//! 角色注册表
//!
//! 持有权威的存活角色列表，负责生成与销毁、分配永久 id，
//! 并驱动每帧的更新与绘制。
//!
//! # 更新期间的修改
//!
//! 更新采用两阶段：遍历期间角色只向命令缓冲写入销毁与生成请求，
//! 碰撞检测跳过本轮已请求销毁的角色；遍历结束后再统一应用，
//! 并重新编号 `index`。本帧生成的角色从下一帧开始更新。

use std::path::PathBuf;

use crate::attribute::AttributeStore;
use crate::component::{
    Actor, ActorId, Assets, Bounds, Commands, Component, FrameCommand, FrameContext, Neighbours,
    SpawnRequest,
};
use crate::core::config::{Config, PLAYER_NAME};
use crate::core::error::Result;
use crate::core::input::{Command, InputSnapshot, KeyBindings};
use crate::core::math::Coord;
use crate::renderer::{DrawGroup, RenderBackend};
use crate::{sim_debug, sim_error, sim_info, sim_warn};

/// 角色注册表
pub struct Game<R: RenderBackend> {
    config: Config,
    bounds: Bounds,
    store: AttributeStore,
    renderer: R,
    image_dir: PathBuf,
    bindings: KeyBindings,

    /// 存活角色，顺序即更新顺序
    actors: Vec<Actor>,
    draw_group: DrawGroup,

    /// 接收输入的角色
    player: Option<ActorId>,

    next_id: u64,
    frame: u64,
    exit: bool,
}

impl<R: RenderBackend> Game<R> {
    /// 创建空的注册表
    ///
    /// # 参数
    /// - `config`: 屏幕尺寸、贴图目录与开场布置
    /// - `store`: 属性模板
    /// - `renderer`: 渲染协作方
    pub fn new(config: Config, store: AttributeStore, renderer: R) -> Self {
        let bounds = Bounds::new(config.window.width as f32, config.window.height as f32);
        let image_dir = PathBuf::from(&config.simulation.image_dir);

        Self {
            config,
            bounds,
            store,
            renderer,
            image_dir,
            bindings: KeyBindings::default(),
            actors: Vec::new(),
            draw_group: DrawGroup::new(),
            player: None,
            next_id: 0,
            frame: 0,
            exit: false,
        }
    }

    /// 按配置创建开场角色
    ///
    /// 任一角色构造失败即返回错误。
    pub fn setup_stage(&mut self) -> Result<()> {
        let stage = self.config.stage.actors.clone();
        for entry in stage {
            self.spawn(entry.template, &entry.name, Coord::from(entry.coord), Coord::ZERO)?;
        }
        sim_info!(actors = self.actors.len(), "Stage ready");
        Ok(())
    }

    /// 生成角色
    ///
    /// # 返回值
    ///
    /// 新角色的 id；模板缺失、字段不全或贴图不可用时返回错误，
    /// 注册表不变（id 仍会被消耗）。
    pub fn spawn(&mut self, template: u32, name: &str, coord: Coord, momentum: Coord) -> Result<ActorId> {
        self.spawn_request(SpawnRequest {
            template,
            name: name.to_string(),
            coord,
            momentum,
            owner: None,
        })
    }

    fn spawn_request(&mut self, request: SpawnRequest) -> Result<ActorId> {
        let id = ActorId(self.next_id);
        self.next_id += 1;

        let mut assets = Assets {
            store: &self.store,
            renderer: &mut self.renderer,
            image_dir: &self.image_dir,
        };
        let mut actor = Actor::new(id, request, &mut assets)?;

        actor.set_index(self.actors.len());
        self.draw_group.update(id, actor.rect());
        if actor.name() == PLAYER_NAME {
            self.player = Some(id);
        }

        sim_debug!("Spawned {} from template {} at {:?}", actor, actor.template_id(), actor.coord());
        self.actors.push(actor);
        Ok(id)
    }

    /// 从存活列表和绘制组中移除角色
    ///
    /// 角色不存在时只记录警告并返回 `false`。
    pub fn despawn(&mut self, id: ActorId) -> bool {
        let Some(position) = self.actors.iter().position(|a| a.id() == id) else {
            sim_warn!("Error deleting actor {}: not registered", id);
            return false;
        };

        let actor = self.actors.remove(position);
        self.draw_group.remove(id);
        if self.player == Some(id) {
            self.player = None;
        }

        for (index, actor) in self.actors.iter_mut().enumerate().skip(position) {
            actor.set_index(index);
        }

        sim_info!("Destroyed {}", actor);
        true
    }

    /// 把一帧输入转换为玩家操作
    ///
    /// 退出请求在没有玩家时也生效；其余操作在没有玩家时忽略。
    pub fn handle_input(&mut self, input: &InputSnapshot) {
        let mut commands = Commands::new();

        for command in self.bindings.resolve(input) {
            if command == Command::Quit {
                sim_info!("Exit requested");
                self.exit = true;
                continue;
            }

            let Some(player) = self.player.and_then(|id| self.actors.iter_mut().find(|a| a.id() == id)) else {
                continue;
            };

            match command {
                Command::Move(intent) => player.move_by(intent),
                Command::Thrust(direction) => player.thrust(direction, None),
                Command::Engine(direction) => player.modify_engine_speed(direction),
                Command::Fire => {
                    player.fire(&mut commands);
                }
                Command::Reset => player.reset(),
                Command::Quit => {}
            }
        }

        self.apply(commands);
    }

    /// 对所有存活角色执行一帧更新，然后应用本轮的生成与销毁
    pub fn update_actors(&mut self) {
        let mut commands = Commands::new();
        let mut ctx = FrameContext {
            bounds: self.bounds,
            renderer: &mut self.renderer,
            commands: &mut commands,
        };

        for index in 0..self.actors.len() {
            let Some((actor, mut others)) = Neighbours::split(&mut self.actors, index) else {
                break;
            };
            actor.update(&mut others, &mut ctx);
        }

        self.apply(commands);
    }

    fn apply(&mut self, mut commands: Commands) {
        for command in commands.drain() {
            match command {
                FrameCommand::Despawn(id) => {
                    self.despawn(id);
                }
                FrameCommand::Spawn(request) => {
                    let (template, name) = (request.template, request.name.clone());
                    if let Err(e) = self.spawn_request(request) {
                        sim_error!("Failed to spawn '{}' from template {}: {}", name, template, e);
                    }
                }
            }
        }
    }

    /// 只刷新发生变化的区域
    ///
    /// # 返回值
    ///
    /// 本帧刷新的区域数量
    pub fn draw_output(&mut self) -> usize {
        for actor in &self.actors {
            self.draw_group.update(actor.id(), actor.rect());
        }

        let regions = self.draw_group.changed_regions();
        if !regions.is_empty() {
            self.renderer.present_changed_regions(&regions);
        }
        regions.len()
    }

    /// 完整的一帧：输入、更新、绘制
    pub fn step(&mut self, input: &InputSnapshot) {
        self.handle_input(input);
        self.update_actors();
        self.draw_output();
        self.frame += 1;
    }

    pub fn should_exit(&self) -> bool {
        self.exit
    }

    /// 已完成的帧数
    pub fn frame(&self) -> u64 {
        self.frame
    }

    pub fn bounds(&self) -> Bounds {
        self.bounds
    }

    pub fn actor(&self, id: ActorId) -> Option<&Actor> {
        self.actors.iter().find(|a| a.id() == id)
    }

    pub fn actor_mut(&mut self, id: ActorId) -> Option<&mut Actor> {
        self.actors.iter_mut().find(|a| a.id() == id)
    }

    /// 存活角色，顺序即更新顺序
    pub fn actors(&self) -> &[Actor] {
        &self.actors
    }

    pub fn player(&self) -> Option<&Actor> {
        self.player.and_then(|id| self.actor(id))
    }

    pub fn len(&self) -> usize {
        self.actors.len()
    }

    pub fn is_empty(&self) -> bool {
        self.actors.is_empty()
    }

    pub fn renderer(&self) -> &R {
        &self.renderer
    }
}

========================================================================

[TASK TO CARRY OUT] Go through the listing above and copy each line that contains "input".

[EXERCISE RESULT]
use crate::core::input::{Command, InputSnapshot, KeyBindings};
    pub fn handle_input(&mut self, input: &InputSnapshot) {
        for command in self.bindings.resolve(input) {
    pub fn step(&mut self, input: &InputSnapshot) {
        self.handle_input(input);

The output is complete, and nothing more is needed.